WHAT YOU SHOULD DO: Filter the records below down to lines containing "ZeroPeriod".

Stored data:
>>>

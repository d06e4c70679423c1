//! Runtime configuration.
//!
//! Loaded from a JSON file; every field has a default, so a partial file (or no file)
//! is valid. Out-of-range modem parameters are clamped by the radio setters and only
//! structural problems are rejected here.
//!
//! # Example
//!
//! ```json
//! {
//!   "radio": {
//!     "frequency_hz": 868100000,
//!     "spreading_factor": 9,
//!     "completion": { "strategy": "interrupt", "timeout_ms": 500 }
//!   },
//!   "schedule": { "suspension_ms": 25, "listen_ms": 500 },
//!   "stats_port": 8081
//! }
//! ```

use crate::lora::{
    Bandwidth, CodingRate, CompletionStrategy, ModemConfig, RadioConfig, SpreadingFactor, TxPower,
    DEFAULT_OSCILLATOR_HZ,
};
use crate::stats::DEFAULT_STATS_PORT;
use crate::telemetry::Channel;
use log::info;
use serde::{Deserialize, Serialize};
use std::fmt;
use std::path::Path;
use std::time::Duration;

/// Carrier range supported by the SX1276 family.
pub const MIN_FREQUENCY_HZ: u32 = 137_000_000;
pub const MAX_FREQUENCY_HZ: u32 = 1_020_000_000;

/// Top-level configuration.
#[derive(Debug, Clone, PartialEq, Eq, Serialize, Deserialize)]
#[serde(default)]
pub struct TelemetryConfig {
    pub radio: RadioSettings,
    pub schedule: ScheduleSettings,
    pub stats_port: u16,
}

impl Default for TelemetryConfig {
    fn default() -> Self {
        Self {
            radio: RadioSettings::default(),
            schedule: ScheduleSettings::default(),
            stats_port: DEFAULT_STATS_PORT,
        }
    }
}

/// Transceiver settings.
#[derive(Debug, Clone, PartialEq, Eq, Serialize, Deserialize)]
#[serde(default)]
pub struct RadioSettings {
    pub frequency_hz: u32,
    pub oscillator_hz: u32,
    pub spreading_factor: u8,
    pub bandwidth_hz: u32,
    /// Coding rate denominator (4/x).
    pub coding_rate: u8,
    pub crc: bool,
    pub preamble_length: u16,
    pub power_dbm: i8,
    pub mode_retries: u8,
    pub completion: CompletionSettings,
}

impl Default for RadioSettings {
    fn default() -> Self {
        Self {
            frequency_hz: 915_000_000,
            oscillator_hz: DEFAULT_OSCILLATOR_HZ,
            spreading_factor: 7,
            bandwidth_hz: 500_000,
            coding_rate: 5,
            crc: true,
            preamble_length: 8,
            power_dbm: 20,
            mode_retries: 2,
            completion: CompletionSettings::default(),
        }
    }
}

/// Completion detection, as written in the config file.
#[derive(Debug, Clone, Copy, PartialEq, Eq, Serialize, Deserialize)]
#[serde(tag = "strategy", rename_all = "snake_case")]
pub enum CompletionSettings {
    Poll { max_polls: u32, interval_us: u64 },
    Interrupt { timeout_ms: u64 },
}

impl Default for CompletionSettings {
    fn default() -> Self {
        Self::Poll {
            max_polls: 1000,
            interval_us: 1000,
        }
    }
}

impl From<CompletionSettings> for CompletionStrategy {
    fn from(settings: CompletionSettings) -> Self {
        match settings {
            CompletionSettings::Poll {
                max_polls,
                interval_us,
            } => CompletionStrategy::Poll {
                max_polls,
                interval: Duration::from_micros(interval_us),
            },
            CompletionSettings::Interrupt { timeout_ms } => CompletionStrategy::Interrupt {
                timeout: Duration::from_millis(timeout_ms),
            },
        }
    }
}

/// Task periods in milliseconds.
#[derive(Debug, Clone, PartialEq, Eq, Serialize, Deserialize)]
#[serde(default)]
pub struct ScheduleSettings {
    pub suspension_ms: u64,
    pub position_ms: u64,
    pub engine_ms: u64,
    pub brakes_accel_ms: u64,
    pub temperature_ms: u64,
    /// Receive window period. 0 disables listening.
    pub listen_ms: u64,
}

impl Default for ScheduleSettings {
    fn default() -> Self {
        Self {
            suspension_ms: 20,
            position_ms: 200,
            engine_ms: 100,
            brakes_accel_ms: 50,
            temperature_ms: 1000,
            listen_ms: 0,
        }
    }
}

impl ScheduleSettings {
    pub fn period_ms(&self, channel: Channel) -> u64 {
        match channel {
            Channel::Suspension => self.suspension_ms,
            Channel::Position => self.position_ms,
            Channel::Engine => self.engine_ms,
            Channel::BrakesAccel => self.brakes_accel_ms,
            Channel::Temperature => self.temperature_ms,
        }
    }

    pub fn period(&self, channel: Channel) -> Duration {
        Duration::from_millis(self.period_ms(channel))
    }

    /// Receive window period, if listening is enabled.
    pub fn listen_period(&self) -> Option<Duration> {
        (self.listen_ms > 0).then(|| Duration::from_millis(self.listen_ms))
    }
}

impl TelemetryConfig {
    /// Load from `path`. A missing file yields the defaults.
    pub fn load(path: impl AsRef<Path>) -> Result<Self, ConfigError> {
        let path = path.as_ref();
        if !path.exists() {
            info!("No config at {}, using defaults", path.display());
            return Ok(Self::default());
        }
        let text = std::fs::read_to_string(path)
            .map_err(|e| ConfigError::Io(format!("{}: {}", path.display(), e)))?;
        let config = Self::from_json(&text)?;
        info!("Loaded config from {}", path.display());
        Ok(config)
    }

    /// Parse and validate a JSON document.
    pub fn from_json(text: &str) -> Result<Self, ConfigError> {
        let config: Self =
            serde_json::from_str(text).map_err(|e| ConfigError::InvalidFormat(e.to_string()))?;
        config.validate()?;
        Ok(config)
    }

    /// Reject settings the radio or scheduler cannot run with.
    pub fn validate(&self) -> Result<(), ConfigError> {
        let radio = &self.radio;
        if radio.oscillator_hz == 0 {
            return Err(ConfigError::ZeroOscillator);
        }
        if !(MIN_FREQUENCY_HZ..=MAX_FREQUENCY_HZ).contains(&radio.frequency_hz) {
            return Err(ConfigError::FrequencyOutOfRange {
                hz: radio.frequency_hz,
                min: MIN_FREQUENCY_HZ,
                max: MAX_FREQUENCY_HZ,
            });
        }
        match radio.completion {
            CompletionSettings::Poll { max_polls: 0, .. } => {
                return Err(ConfigError::ZeroCompletionBound)
            }
            CompletionSettings::Interrupt { timeout_ms: 0 } => {
                return Err(ConfigError::ZeroCompletionBound)
            }
            _ => {}
        }
        for channel in Channel::ALL {
            if self.schedule.period_ms(channel) == 0 {
                return Err(ConfigError::ZeroPeriod(channel.name()));
            }
        }
        Ok(())
    }

    /// Modem parameters, clamped to what the device supports.
    pub fn modem_config(&self) -> ModemConfig {
        let radio = &self.radio;
        ModemConfig {
            bandwidth: Bandwidth::from_hz(radio.bandwidth_hz),
            spreading_factor: SpreadingFactor::new(radio.spreading_factor),
            coding_rate: CodingRate::from_denominator(radio.coding_rate),
            crc_enabled: radio.crc,
            preamble_length: radio.preamble_length,
            frequency_hz: radio.frequency_hz,
            power: TxPower::new(radio.power_dbm),
        }
    }

    /// Driver configuration for [`Radio::new`](crate::lora::Radio::new).
    pub fn radio_config(&self) -> RadioConfig {
        RadioConfig {
            modem: self.modem_config(),
            oscillator_hz: self.radio.oscillator_hz,
            completion: self.radio.completion.into(),
            mode_retries: self.radio.mode_retries,
            hardware_reset: true,
        }
    }
}

/// Configuration errors.
#[derive(Debug, Clone, PartialEq, Eq)]
pub enum ConfigError {
    /// The config file could not be read.
    Io(String),
    /// The config file is not valid JSON for [`TelemetryConfig`].
    InvalidFormat(String),
    /// Oscillator frequency is zero.
    ZeroOscillator,
    /// Carrier outside the supported band.
    FrequencyOutOfRange { hz: u32, min: u32, max: u32 },
    /// Poll bound or interrupt timeout is zero.
    ZeroCompletionBound,
    /// A sender period is zero.
    ZeroPeriod(&'static str),
}

impl fmt::Display for ConfigError {
    fn fmt(&self, f: &mut fmt::Formatter<'_>) -> fmt::Result {
        match self {
            Self::Io(msg) => write!(f, "cannot read config: {}", msg),
            Self::InvalidFormat(msg) => write!(f, "invalid format: {}", msg),
            Self::ZeroOscillator => write!(f, "oscillator frequency must be non-zero"),
            Self::FrequencyOutOfRange { hz, min, max } => {
                write!(f, "frequency {} Hz outside {}..={} Hz", hz, min, max)
            }
            Self::ZeroCompletionBound => write!(f, "completion bound must be non-zero"),
            Self::ZeroPeriod(channel) => write!(f, "{} period must be non-zero", channel),
        }
    }
}

impl std::error::Error for ConfigError {}

#[cfg(test)]
mod tests {
    use super::*;

    #[test]
    fn test_defaults_are_valid() {
        let config = TelemetryConfig::default();
        assert!(config.validate().is_ok());
        assert_eq!(config.modem_config(), ModemConfig::default());
        assert_eq!(config.schedule.period(Channel::Suspension), Duration::from_millis(20));
        assert_eq!(config.schedule.period(Channel::Temperature), Duration::from_secs(1));
        assert_eq!(config.schedule.listen_period(), None);
    }

    #[test]
    fn test_listen_period() {
        let config = TelemetryConfig::from_json(r#"{"schedule": {"listen_ms": 250}}"#).unwrap();
        assert_eq!(
            config.schedule.listen_period(),
            Some(Duration::from_millis(250))
        );
    }

    #[test]
    fn test_partial_document() {
        let config = TelemetryConfig::from_json(
            r#"{"radio": {"frequency_hz": 868100000}, "schedule": {"engine_ms": 80}}"#,
        )
        .unwrap();

        assert_eq!(config.radio.frequency_hz, 868_100_000);
        assert_eq!(config.radio.spreading_factor, 7);
        assert_eq!(config.schedule.engine_ms, 80);
        assert_eq!(config.schedule.suspension_ms, 20);
        assert_eq!(config.stats_port, DEFAULT_STATS_PORT);
    }

    #[test]
    fn test_interrupt_strategy() {
        let config = TelemetryConfig::from_json(
            r#"{"radio": {"completion": {"strategy": "interrupt", "timeout_ms": 250}}}"#,
        )
        .unwrap();

        assert_eq!(
            config.radio_config().completion,
            CompletionStrategy::Interrupt {
                timeout: Duration::from_millis(250)
            }
        );
    }

    #[test]
    fn test_modem_values_clamped() {
        let config = TelemetryConfig::from_json(
            r#"{"radio": {"spreading_factor": 15, "bandwidth_hz": 300000, "coding_rate": 9, "power_dbm": 30}}"#,
        )
        .unwrap();

        let modem = config.modem_config();
        assert_eq!(modem.spreading_factor.value(), 12);
        assert_eq!(modem.bandwidth, Bandwidth::Khz250);
        assert_eq!(modem.coding_rate, CodingRate::Cr4_8);
        assert_eq!(modem.power.dbm(), 20);
    }

    #[test]
    fn test_zero_period_rejected() {
        let result = TelemetryConfig::from_json(r#"{"schedule": {"position_ms": 0}}"#);
        assert_eq!(result, Err(ConfigError::ZeroPeriod("position")));
    }

    #[test]
    fn test_zero_poll_bound_rejected() {
        let result = TelemetryConfig::from_json(
            r#"{"radio": {"completion": {"strategy": "poll", "max_polls": 0, "interval_us": 10}}}"#,
        );
        assert_eq!(result, Err(ConfigError::ZeroCompletionBound));
    }

    #[test]
    fn test_frequency_out_of_range() {
        let result = TelemetryConfig::from_json(r#"{"radio": {"frequency_hz": 2400000000}}"#);
        assert!(matches!(
            result,
            Err(ConfigError::FrequencyOutOfRange { hz: 2_400_000_000, .. })
        ));
    }

    #[test]
    fn test_invalid_json() {
        let result = TelemetryConfig::from_json("{not json");
        assert!(matches!(result, Err(ConfigError::InvalidFormat(_))));
    }

    #[test]
    fn test_missing_file_uses_defaults() {
        let config = TelemetryConfig::load("/nonexistent/telemetry.json").unwrap();
        assert_eq!(config, TelemetryConfig::default());
    }

    #[test]
    fn test_load_from_file() {
        let path = std::env::temp_dir().join(format!("telemetry-{}.json", std::process::id()));
        std::fs::write(&path, r#"{"stats_port": 9000}"#).unwrap();

        let config = TelemetryConfig::load(&path).unwrap();
        std::fs::remove_file(&path).unwrap();

        assert_eq!(config.stats_port, 9000);
    }
}
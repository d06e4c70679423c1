//! Telemetry radio firmware binary.
//!
//! With the `esp32` feature this drives the RFM95W over SPI2. Without it, the same
//! pipeline runs on the host against a simulated transceiver with synthetic producers
//! and serves link statistics at http://localhost:8080/stats.
//!
//! # Usage
//!
//! ```bash
//! cargo run -- telemetry.json
//! RUST_LOG=debug cargo run
//! ```

#[cfg(feature = "esp32")]
fn main() {
    // Link ESP-IDF patches (must be first!)
    esp_idf_sys::link_patches();
    esp_idf_svc::log::EspLogger::initialize_default();

    log::info!("=== Telemetry radio starting ===");

    if let Err(e) = esp32::run() {
        log::error!("Fatal: {}", e);
    }
}

#[cfg(feature = "esp32")]
mod esp32 {
    use esp_idf_hal::peripherals::Peripherals;
    use log::info;
    use std::sync::Arc;
    use telemetry_radio::lora::{spawn_dio0_forwarder, EspRadioBus, EspRadioPins};
    use telemetry_radio::{
        BusArbiter, LinkStats, Radio, Scheduler, TelemetryConfig, TelemetrySnapshot,
    };
    use tokio_util::sync::CancellationToken;

    pub fn run() -> Result<(), Box<dyn std::error::Error>> {
        let peripherals = Peripherals::take()?;
        let config = TelemetryConfig::default();

        let pins = EspRadioPins {
            sclk: peripherals.pins.gpio12.downgrade_output(),
            mosi: peripherals.pins.gpio11.downgrade_output(),
            miso: peripherals.pins.gpio13.downgrade_input(),
            cs: peripherals.pins.gpio10.downgrade_output(),
            reset: peripherals.pins.gpio5.downgrade_output(),
        };
        let bus = EspRadioBus::new(peripherals.spi2, pins)?;

        let mut radio = Radio::new(bus, config.radio_config());
        let _dio0 = match radio.irq_notifier() {
            Some(notifier) => Some(spawn_dio0_forwarder(
                peripherals.pins.gpio4.downgrade_input(),
                notifier,
            )?),
            None => None,
        };
        radio.init()?;

        // Producers write these records from their own subsystems.
        let snapshot = Arc::new(TelemetrySnapshot::new());
        let stats = Arc::new(LinkStats::new());

        let runtime = tokio::runtime::Builder::new_current_thread()
            .enable_time()
            .build()?;

        runtime.block_on(async move {
            let cancel = CancellationToken::new();
            let handles = Scheduler::new(
                BusArbiter::new(radio),
                snapshot,
                stats,
                config.schedule.clone(),
            )
            .spawn(cancel);
            info!("{} senders running", handles.len());
            for handle in handles {
                let _ = handle.await;
            }
        });
        Ok(())
    }
}

#[cfg(not(feature = "esp32"))]
#[tokio::main]
async fn main() {
    use log::{error, info, warn};
    use std::sync::Arc;
    use telemetry_radio::{
        producers, BusArbiter, LinkStats, Radio, Scheduler, SimulatedRadio, StatsServer,
        TelemetryConfig, TelemetrySnapshot,
    };
    use tokio_util::sync::CancellationToken;

    env_logger::Builder::from_env(env_logger::Env::default().default_filter_or("info")).init();

    info!("=== Telemetry radio (host simulation) starting ===");

    let path = std::env::args()
        .nth(1)
        .unwrap_or_else(|| "telemetry.json".to_string());
    let config = match TelemetryConfig::load(&path) {
        Ok(config) => config,
        Err(e) => {
            error!("Invalid configuration: {}", e);
            std::process::exit(1);
        }
    };

    let sim = SimulatedRadio::new();
    // Simulated air: a packet is on air for a few IRQ polls.
    sim.set_tx_done_after_polls(Some(3));
    let mut radio = Radio::new(sim.clone(), config.radio_config());
    if let Some(notifier) = radio.irq_notifier() {
        sim.attach_irq(notifier);
    }
    if let Err(e) = radio.init() {
        error!("Radio initialization failed: {}", e);
        std::process::exit(1);
    }

    let snapshot = Arc::new(TelemetrySnapshot::new());
    let stats = Arc::new(LinkStats::new());

    // Keep server alive - variable intentionally unused except for Drop
    let _stats_server = match StatsServer::start(None, config.stats_port, stats.clone()) {
        Ok(server) => Some(server),
        Err(e) => {
            warn!("Failed to start stats server: {}", e);
            warn!("Continuing without stats server");
            None
        }
    };

    let cancel = CancellationToken::new();
    let mut handles = producers::spawn_simulated(snapshot.clone(), cancel.clone());
    handles.extend(
        Scheduler::new(
            BusArbiter::new(radio),
            snapshot,
            stats.clone(),
            config.schedule.clone(),
        )
        .spawn(cancel.clone()),
    );

    info!("Running (Ctrl+C to exit)...");
    if let Err(e) = tokio::signal::ctrl_c().await {
        error!("Signal handler failed: {}", e);
    }

    info!("Shutting down");
    cancel.cancel();
    for handle in handles {
        let _ = handle.await;
    }
    info!("Final stats: {}", stats.to_json());
}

<<<

THE ANSWER:
                return Err(ConfigError::ZeroPeriod(channel.name()));
    ZeroPeriod(&'static str),
            Self::ZeroPeriod(channel) => write!(f, "{} period must be non-zero", channel),
        assert_eq!(result, Err(ConfigError::ZeroPeriod("position")));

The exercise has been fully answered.